Material provided>
* * * * * * *

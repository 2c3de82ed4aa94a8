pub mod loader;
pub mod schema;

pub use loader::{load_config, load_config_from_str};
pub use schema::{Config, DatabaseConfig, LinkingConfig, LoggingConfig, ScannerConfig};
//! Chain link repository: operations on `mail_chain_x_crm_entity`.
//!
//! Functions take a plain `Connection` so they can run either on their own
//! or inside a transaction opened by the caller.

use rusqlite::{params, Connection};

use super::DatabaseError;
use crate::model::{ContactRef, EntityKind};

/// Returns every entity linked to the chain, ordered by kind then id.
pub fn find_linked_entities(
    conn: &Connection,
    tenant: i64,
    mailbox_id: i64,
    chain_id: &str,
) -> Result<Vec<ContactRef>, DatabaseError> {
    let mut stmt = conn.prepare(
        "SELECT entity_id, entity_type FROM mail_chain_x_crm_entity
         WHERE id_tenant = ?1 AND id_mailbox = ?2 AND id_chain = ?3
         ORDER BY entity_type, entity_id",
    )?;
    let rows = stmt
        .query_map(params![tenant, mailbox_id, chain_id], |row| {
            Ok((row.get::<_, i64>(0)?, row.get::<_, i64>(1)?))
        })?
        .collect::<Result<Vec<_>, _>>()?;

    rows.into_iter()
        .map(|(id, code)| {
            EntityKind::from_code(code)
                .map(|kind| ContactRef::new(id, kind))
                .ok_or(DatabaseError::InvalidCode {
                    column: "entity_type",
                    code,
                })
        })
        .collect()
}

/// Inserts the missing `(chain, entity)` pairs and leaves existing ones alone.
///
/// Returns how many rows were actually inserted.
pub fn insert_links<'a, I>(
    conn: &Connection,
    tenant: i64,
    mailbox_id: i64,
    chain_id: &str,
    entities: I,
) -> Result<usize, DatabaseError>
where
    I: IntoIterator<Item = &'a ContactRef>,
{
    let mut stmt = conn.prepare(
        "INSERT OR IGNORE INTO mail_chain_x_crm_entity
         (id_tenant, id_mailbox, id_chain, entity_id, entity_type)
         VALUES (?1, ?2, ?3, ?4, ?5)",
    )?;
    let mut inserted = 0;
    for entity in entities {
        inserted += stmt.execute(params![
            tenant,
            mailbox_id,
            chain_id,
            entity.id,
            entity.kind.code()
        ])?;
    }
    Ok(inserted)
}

* * * * * * *

Instructions for the task>
The expected output is a verbatim retyping of each line from the one with "let mut inserted = 0;" to the end of the listing above, with both end lines kept and nothing added.

Expected answer>
    let mut inserted = 0;
    for entity in entities {
        inserted += stmt.execute(params![
            tenant,
            mailbox_id,
            chain_id,
            entity.id,
            entity.kind.code()
        ])?;
    }
    Ok(inserted)
}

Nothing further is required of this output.